The area around Condon and Salmon Prairie is a major migration corridor through the Swan Valley for many species, including grizzly bears, lynxes, and wolverines. In addition, the Salmon Prairie wetlands maintain water quantity and quality in a prime habitat area for native bull trout, a federally threatened species, and Westslope cutthroat trout.

But zoning and development on remaining private land is a growing threat. Reducing human impacts and restoring habitat is key to preserving wildlife.

Trail camera captures a grizzly bear. (Image courtesy Vital ground)

Trail camera captures a grizzly bear. (Image courtesy Vital ground)

Easement ownership borders public lands and other protected private lands, so the project ensures that the forested wetland habitat remains undeveloped within the wildlife corridor connecting the Mission and Swan Mountains. By working with Montana’s Freshwater Partners, landowners hope that habitat restoration efforts will improve species diversity, natural water storage, and wildlife habitats.

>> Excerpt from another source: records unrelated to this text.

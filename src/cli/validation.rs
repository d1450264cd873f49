// validation.rs - Input validation utilities

use std::path::{Path, PathBuf};
use std::str::FromStr;

use crate::cli::args::{Args, BuildArgs};
use crate::core::{Scale, ToolCommand, Toolchain};
use crate::data::extract::ExtractParams;
use crate::data::sample::{parse_input_file, SequenceFormat};
use crate::job::{JobInput, WorkerConfig};

/// Validated service settings
pub struct ServiceSettings {
    pub worker: WorkerConfig,
    pub object_store_path: PathBuf,
    pub job_store_path: PathBuf,
}

/// Validate service-level arguments; creates the work folder and resolves tools
pub fn validate_service(args: &Args) -> Result<ServiceSettings, String> {
    let work_folder = args
        .work_folder
        .as_ref()
        .ok_or("--work-folder is required (or work_folder_path in the config file)")?;
    let work_folder = PathBuf::from(work_folder);
    std::fs::create_dir_all(&work_folder).map_err(|e| {
        format!("Failed to create work folder '{}': {}", work_folder.display(), e)
    })?;

    let pool_size = args.threads.unwrap_or_else(rayon::current_num_threads);
    if pool_size == 0 {
        return Err("Number of threads must be at least 1".to_string());
    }

    let toolchain = Toolchain {
        sort: ToolCommand::new(args.sort_program.as_deref().unwrap_or("sort")),
        compress: ToolCommand::new(args.compress_program.as_deref().unwrap_or("xz")),
        ..Default::default()
    };
    for tool in [&toolchain.sort, &toolchain.compress] {
        let resolved = tool.resolve()?;
        log::debug!("Using '{}' for '{}'", resolved.display(), tool.program);
    }

    let object_store_path = args
        .object_store
        .as_ref()
        .map(PathBuf::from)
        .unwrap_or_else(|| work_folder.join("store"));
    let job_store_path = job_store_path(args)?;

    Ok(ServiceSettings {
        worker: WorkerConfig {
            work_folder,
            pool_size,
            toolchain,
            show_progress: !args.no_progress,
        },
        object_store_path,
        job_store_path,
    })
}

/// Job store location, defaulting to `<work folder>/jobs`
pub fn job_store_path(args: &Args) -> Result<PathBuf, String> {
    match (&args.job_store, &args.work_folder) {
        (Some(path), _) => Ok(PathBuf::from(path)),
        (None, Some(work_folder)) => Ok(Path::new(work_folder).join("jobs")),
        (None, None) => Err("--job-store or --work-folder is required".to_string()),
    }
}

/// Validate `build` arguments and turn the list file into a job input
pub fn validate_build(build: &BuildArgs) -> Result<JobInput, String> {
    let list = parse_input_file(Path::new(&build.input)).map_err(|e| e.to_string())?;
    if !list.missing.is_empty() {
        return Err(format!(
            "{} input sequence files do not exist (first: '{}')",
            list.missing.len(),
            list.missing[0].display()
        ));
    }
    if list.files.is_empty() {
        return Err(format!("No input sequence files listed in '{}'", build.input));
    }

    let format = match &build.format {
        Some(f) => SequenceFormat::from_str(f)?,
        None => list.infer_format()?,
    };
    let scale = Scale::from_str(&build.scale)?;

    Ok(JobInput {
        node_refs: Vec::new(),
        file_paths: list.files,
        format,
        scale,
        extract: ExtractParams {
            trim_length: build.trim,
            min_reads: build.min_reads,
            max_reads: build.max_reads,
        },
        extreme: build.extreme,
    })
}

#[cfg(test)]
mod tests {
    use super::*;
    use argh::FromArgs;

    fn args(cli: &[&str]) -> Args {
        Args::from_args(&["cbdist"], cli).unwrap()
    }

    fn build_args(list: &Path, extra: &[&str]) -> BuildArgs {
        let mut cli = vec!["build", list.to_str().unwrap()];
        cli.extend_from_slice(extra);
        match args(&cli).command {
            Some(crate::cli::args::Command::Build(b)) => b,
            _ => panic!("expected build subcommand"),
        }
    }

    #[test]
    fn test_validate_build_infers_format() {
        let dir = tempfile::tempdir().unwrap();
        let a = dir.path().join("a.fq");
        let b = dir.path().join("b.fq");
        std::fs::write(&a, "@r\nACGT\n+\nIIII\n").unwrap();
        std::fs::write(&b, "@r\nACGT\n+\nIIII\n").unwrap();
        let list = dir.path().join("inputs.txt");
        std::fs::write(&list, format!("{}\n{}\n", a.display(), b.display())).unwrap();

        let input = validate_build(&build_args(&list, &["--scale", "inf", "--min-reads", "10", "--extreme"])).unwrap();
        assert_eq!(input.format, SequenceFormat::Fastq);
        assert_eq!(input.scale, Scale::Inf);
        assert_eq!(input.extract.min_reads, 10);
        assert!(input.extreme);
        assert_eq!(input.file_paths, vec![a, b]);
    }

    #[test]
    fn test_validate_build_rejects_bad_values() {
        let dir = tempfile::tempdir().unwrap();
        let a = dir.path().join("a.fasta");
        std::fs::write(&a, ">r\nACGT\n").unwrap();
        let list = dir.path().join("inputs.txt");
        std::fs::write(&list, format!("{}\n", a.display())).unwrap();

        assert!(validate_build(&build_args(&list, &["--scale", "log"])).is_err());
        assert!(validate_build(&build_args(&list, &["--format", "genbank"])).is_err());

        std::fs::write(&list, format!("{}\n{}\n", a.display(), dir.path().join("gone.fasta").display())).unwrap();
        let err = validate_build(&build_args(&list, &[])).unwrap_err();
        assert!(err.contains("do not exist"));
    }

    #[test]
    fn test_validate_service_defaults() {
        if which::which("xz").is_err() {
            eprintln!("xz not installed, skipping");
            return;
        }
        let dir = tempfile::tempdir().unwrap();
        let work = dir.path().join("work");
        let settings = validate_service(&args(&["--work-folder", work.to_str().unwrap(), "--threads", "3", "status", "x"])).unwrap();
        assert!(work.is_dir());
        assert_eq!(settings.worker.pool_size, 3);
        assert_eq!(settings.object_store_path, work.join("store"));
        assert_eq!(settings.job_store_path, work.join("jobs"));
        assert_eq!(settings.worker.toolchain.compress.program, "xz");
    }

    #[test]
    fn test_validate_service_missing_tool() {
        let dir = tempfile::tempdir().unwrap();
        let work = dir.path().join("work");
        let err = validate_service(&args(&[
            "--work-folder",
            work.to_str().unwrap(),
            "--sort-program",
            "/nonexistent/cbdist-sort",
            "status",
            "x",
        ]))
        .err()
        .unwrap();
        assert!(err.contains("/nonexistent/cbdist-sort"));
    }

    #[test]
    fn test_validate_service_requires_work_folder() {
        assert!(validate_service(&args(&["status", "x"])).is_err());
        assert!(job_store_path(&args(&["status", "x"])).is_err());
        assert_eq!(
            job_store_path(&args(&["--job-store", "/jobs", "status", "x"])).unwrap(),
            PathBuf::from("/jobs")
        );
    }
}
// command.rs - External command runner and sort/compress toolchain

use std::path::{Path, PathBuf};
use std::process::{Command, ExitStatus};

use serde::{Deserialize, Serialize};
use thiserror::Error;

use crate::error::{CbdError, Result};

/// Return code reported when the executable could not be started at all
pub const SPAWN_FAILED_CODE: i32 = 255;

/// How an external process finished
#[derive(Debug, Clone, Copy, PartialEq, Eq)]
pub enum CommandOutcome {
    Success,
    ExitCode(i32),
    Signaled(i32),
    SpawnFailed,
}

impl CommandOutcome {
    pub fn from_status(status: ExitStatus) -> Self {
        if status.success() {
            return CommandOutcome::Success;
        }
        if let Some(code) = status.code() {
            return CommandOutcome::ExitCode(code);
        }
        #[cfg(unix)]
        {
            use std::os::unix::process::ExitStatusExt;
            if let Some(signal) = status.signal() {
                return CommandOutcome::Signaled(signal);
            }
        }
        CommandOutcome::ExitCode(SPAWN_FAILED_CODE)
    }

    /// Numeric return code, negative for signals
    pub fn return_code(&self) -> i32 {
        match self {
            CommandOutcome::Success => 0,
            CommandOutcome::ExitCode(code) => *code,
            CommandOutcome::Signaled(signal) => -signal,
            CommandOutcome::SpawnFailed => SPAWN_FAILED_CODE,
        }
    }
}

/// Structured failure of an external command
#[derive(Debug, Clone, Error)]
#[error("{message}\nCommand: '{command}'\nStdout: '{stdout}'\nStderr: '{stderr}'")]
pub struct CommandFailure {
    pub command: String,
    pub message: String,
    pub stdout: String,
    pub stderr: String,
    pub outcome: CommandOutcome,
}

impl CommandFailure {
    pub fn return_code(&self) -> i32 {
        self.outcome.return_code()
    }
}

/// Captured output of a successful command
#[derive(Debug, Clone, Default)]
pub struct CommandOutput {
    pub stdout: String,
    pub stderr: String,
}

/// Run an argument vector as a subprocess. No retry is attempted.
pub fn run_command(argv: &[String]) -> std::result::Result<CommandOutput, CommandFailure> {
    let command_line = argv.join(" ");
    let program = match argv.first() {
        Some(p) => p,
        None => {
            return Err(CommandFailure {
                command: command_line,
                message: "Failed to run an empty command".to_string(),
                stdout: String::new(),
                stderr: String::new(),
                outcome: CommandOutcome::SpawnFailed,
            })
        }
    };

    log::debug!("Running '{}'", command_line);
    let output = match Command::new(program).args(&argv[1..]).output() {
        Ok(o) => o,
        Err(e) => {
            return Err(CommandFailure {
                command: command_line,
                message: format!("Failed to run '{}': {}", program, e),
                stdout: String::new(),
                stderr: String::new(),
                outcome: CommandOutcome::SpawnFailed,
            })
        }
    };

    let stdout = String::from_utf8_lossy(&output.stdout).into_owned();
    let stderr = String::from_utf8_lossy(&output.stderr).into_owned();

    match CommandOutcome::from_status(output.status) {
        CommandOutcome::Success => Ok(CommandOutput { stdout, stderr }),
        outcome => {
            let message = match outcome {
                CommandOutcome::Signaled(signal) => {
                    format!("'{}' was terminated by signal {}", program, signal)
                }
                _ => format!("'{}' failed with return code {}", program, outcome.return_code()),
            };
            Err(CommandFailure {
                command: command_line,
                message,
                stdout,
                stderr,
                outcome,
            })
        }
    }
}

/// An executable plus leading arguments placed before the generated ones
#[derive(Debug, Clone, PartialEq, Eq, Serialize, Deserialize)]
pub struct ToolCommand {
    pub program: String,
    #[serde(default)]
    pub args: Vec<String>,
}

impl ToolCommand {
    pub fn new(program: impl Into<String>) -> Self {
        Self {
            program: program.into(),
            args: Vec::new(),
        }
    }

    fn argv<I, S>(&self, rest: I) -> Vec<String>
    where
        I: IntoIterator<Item = S>,
        S: Into<String>,
    {
        let mut argv = Vec::with_capacity(self.args.len() + 4);
        argv.push(self.program.clone());
        argv.extend(self.args.iter().cloned());
        argv.extend(rest.into_iter().map(Into::into));
        argv
    }

    /// Resolve the program on PATH (or as given if it is a path)
    pub fn resolve(&self) -> std::result::Result<PathBuf, String> {
        which::which(&self.program)
            .map_err(|e| format!("Executable '{}' not found: {}", self.program, e))
    }
}

fn path_arg(path: &Path) -> String {
    path.to_string_lossy().into_owned()
}

/// Sort, merge and compress executables used by the pipeline stages
#[derive(Debug, Clone, PartialEq, Eq, Serialize, Deserialize)]
pub struct Toolchain {
    pub sort: ToolCommand,
    pub compress: ToolCommand,
    /// Extension the compressor appends to its output file
    pub compressed_suffix: String,
}

impl Default for Toolchain {
    fn default() -> Self {
        Self {
            sort: ToolCommand::new("sort"),
            compress: ToolCommand::new("xz"),
            compressed_suffix: ".xz".to_string(),
        }
    }
}

impl Toolchain {
    pub fn sort_argv(&self, source: &Path, dest: &Path) -> Vec<String> {
        self.sort.argv([format!("--output={}", path_arg(dest)), path_arg(source)])
    }

    pub fn merge_argv(&self, first: &Path, second: &Path, dest: &Path) -> Vec<String> {
        self.sort.argv([
            "-m".to_string(),
            format!("--output={}", path_arg(dest)),
            path_arg(first),
            path_arg(second),
        ])
    }

    pub fn compress_argv(&self, source: &Path, extreme: bool) -> Vec<String> {
        let level = if extreme { "-9e" } else { "-9" };
        self.compress.argv([
            "--keep".to_string(),
            level.to_string(),
            "--no-warn".to_string(),
            path_arg(source),
        ])
    }

    /// Path the compressor writes for `source`
    pub fn compressed_path(&self, source: &Path) -> PathBuf {
        let mut name = source.as_os_str().to_os_string();
        name.push(&self.compressed_suffix);
        PathBuf::from(name)
    }

    /// Sort a raw sequence file into `dest`
    pub fn sort(&self, source: &Path, dest: &Path) -> Result<()> {
        run_command(&self.sort_argv(source, dest))
            .map(|_| ())
            .map_err(CbdError::SortFailed)
    }

    /// Merge two already sorted files into `dest` without a full resort
    pub fn merge(&self, first: &Path, second: &Path, dest: &Path) -> Result<()> {
        run_command(&self.merge_argv(first, second, dest))
            .map(|_| ())
            .map_err(CbdError::MergeFailed)
    }

    /// Compress a sorted file, keeping the input, and return the compressed byte size
    pub fn compress(&self, source: &Path, extreme: bool) -> Result<u64> {
        run_command(&self.compress_argv(source, extreme)).map_err(CbdError::CompressFailed)?;
        let compressed = self.compressed_path(source);
        let size = std::fs::metadata(&compressed)
            .map_err(|e| {
                CbdError::io(
                    format!("Failed to read compressed file '{}'", compressed.display()),
                    e,
                )
            })?
            .len();
        Ok(size)
    }
}

#[cfg(test)]
mod tests {
    use super::*;

    fn argv(parts: &[&str]) -> Vec<String> {
        parts.iter().map(|s| s.to_string()).collect()
    }

    #[test]
    fn test_successful_command_captures_output() {
        let out = run_command(&argv(&["sh", "-c", "echo hello; echo warn >&2"])).unwrap();
        assert_eq!(out.stdout.trim(), "hello");
        assert_eq!(out.stderr.trim(), "warn");
    }

    #[test]
    fn test_nonzero_exit_is_failure() {
        let err = run_command(&argv(&["sh", "-c", "echo partial; echo broken >&2; exit 3"]))
            .unwrap_err();
        assert_eq!(err.outcome, CommandOutcome::ExitCode(3));
        assert_eq!(err.return_code(), 3);
        assert_eq!(err.stdout.trim(), "partial");
        assert_eq!(err.stderr.trim(), "broken");
        assert!(err.message.contains("failed with return code 3"));
        assert_eq!(err.command, "sh -c echo partial; echo broken >&2; exit 3");
    }

    #[cfg(unix)]
    #[test]
    fn test_signal_is_tagged_separately() {
        let err = run_command(&argv(&["sh", "-c", "kill -9 $$"])).unwrap_err();
        assert_eq!(err.outcome, CommandOutcome::Signaled(9));
        assert_eq!(err.return_code(), -9);
        assert!(err.message.contains("terminated by signal 9"));
    }

    #[test]
    fn test_missing_executable() {
        let err = run_command(&argv(&["/nonexistent/cbdist-tool", "x"])).unwrap_err();
        assert_eq!(err.outcome, CommandOutcome::SpawnFailed);
        assert_eq!(err.return_code(), SPAWN_FAILED_CODE);
        assert!(err.message.starts_with("Failed to run"));
    }

    #[test]
    fn test_empty_command() {
        let err = run_command(&[]).unwrap_err();
        assert_eq!(err.outcome, CommandOutcome::SpawnFailed);
    }

    #[test]
    fn test_toolchain_argument_vectors() {
        let tools = Toolchain::default();
        let src = Path::new("/w/a.sequence");
        let dest = Path::new("/w/a.sorted");
        assert_eq!(
            tools.sort_argv(src, dest),
            argv(&["sort", "--output=/w/a.sorted", "/w/a.sequence"])
        );
        assert_eq!(
            tools.merge_argv(Path::new("/w/a.sorted"), Path::new("/w/b.sorted"), Path::new("/w/a-cbdpair-b.sorted")),
            argv(&["sort", "-m", "--output=/w/a-cbdpair-b.sorted", "/w/a.sorted", "/w/b.sorted"])
        );
        assert_eq!(
            tools.compress_argv(dest, false),
            argv(&["xz", "--keep", "-9", "--no-warn", "/w/a.sorted"])
        );
        assert_eq!(
            tools.compress_argv(dest, true),
            argv(&["xz", "--keep", "-9e", "--no-warn", "/w/a.sorted"])
        );
        assert_eq!(tools.compressed_path(dest), PathBuf::from("/w/a.sorted.xz"));
    }

    #[test]
    fn test_leading_tool_args_are_kept() {
        let mut tools = Toolchain::default();
        tools.sort.args = vec!["-S".to_string(), "1G".to_string()];
        let v = tools.sort_argv(Path::new("in"), Path::new("out"));
        assert_eq!(v, argv(&["sort", "-S", "1G", "--output=out", "in"]));
    }

    #[test]
    fn test_sort_and_merge_with_system_sort() {
        let dir = tempfile::tempdir().unwrap();
        let a = dir.path().join("a.sequence");
        let b = dir.path().join("b.sequence");
        std::fs::write(&a, "TTT\nAAA\nCCC\n").unwrap();
        std::fs::write(&b, "GGG\nAAC\n").unwrap();

        let tools = Toolchain::default();
        let a_sorted = dir.path().join("a.sorted");
        let b_sorted = dir.path().join("b.sorted");
        tools.sort(&a, &a_sorted).unwrap();
        tools.sort(&b, &b_sorted).unwrap();
        assert_eq!(std::fs::read_to_string(&a_sorted).unwrap(), "AAA\nCCC\nTTT\n");

        let merged = dir.path().join("a-cbdpair-b.sorted");
        tools.merge(&a_sorted, &b_sorted, &merged).unwrap();
        assert_eq!(
            std::fs::read_to_string(&merged).unwrap(),
            "AAA\nAAC\nCCC\nGGG\nTTT\n"
        );
    }

    #[test]
    fn test_sort_failure_is_wrapped() {
        let dir = tempfile::tempdir().unwrap();
        let tools = Toolchain::default();
        let err = tools
            .sort(&dir.path().join("missing.sequence"), &dir.path().join("x.sorted"))
            .unwrap_err();
        match err {
            CbdError::SortFailed(f) => {
                assert!(f.return_code() > 0);
                assert!(!f.stderr.is_empty());
            }
            other => panic!("expected SortFailed, got {:?}", other),
        }
    }
}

“We are thrilled to be partnering with Vital Ground and landowners to protect this unique property,” said Leah Schwartz, project manager, Montana Fresh Water Partners. “Forested wetlands can take hundreds of years to develop on a landscape, so protecting those that remain intact is a priority. The landowners’ game cameras have captured nearly every species you could imagine using their property, from great gray owls to mountain lions and grizzly bears.” .

Doherty said the first easement for Vital Ground in 20 years was in Swan Valley. The Land Trust now owns about 1,000 acres of easement in the Swan Valley, and Doherty expects to add more.

“We’re looking at a few other opportunities in Swan, trying to use the Missoula County Open Space Bond funds. This project was in Lake County, so we didn’t have that available to us,” Doherty said.

It was the first time Vital Ground had worked with Montana Freshwater Partners, and Doherty said they made a good team. Realizing that they complement each other well, the two organizations are looking for other projects they can collaborate on.

“We’re looking at some projects with Montana Fresh Water Partners in the Flathead and possibly along the Rocky Mountain Front,” Doherty said. “We’re constantly shooting ideas back and forth where they have some restoration investments and where they have landowners interested in long-term preservation. It’s a unique and happy partnership.”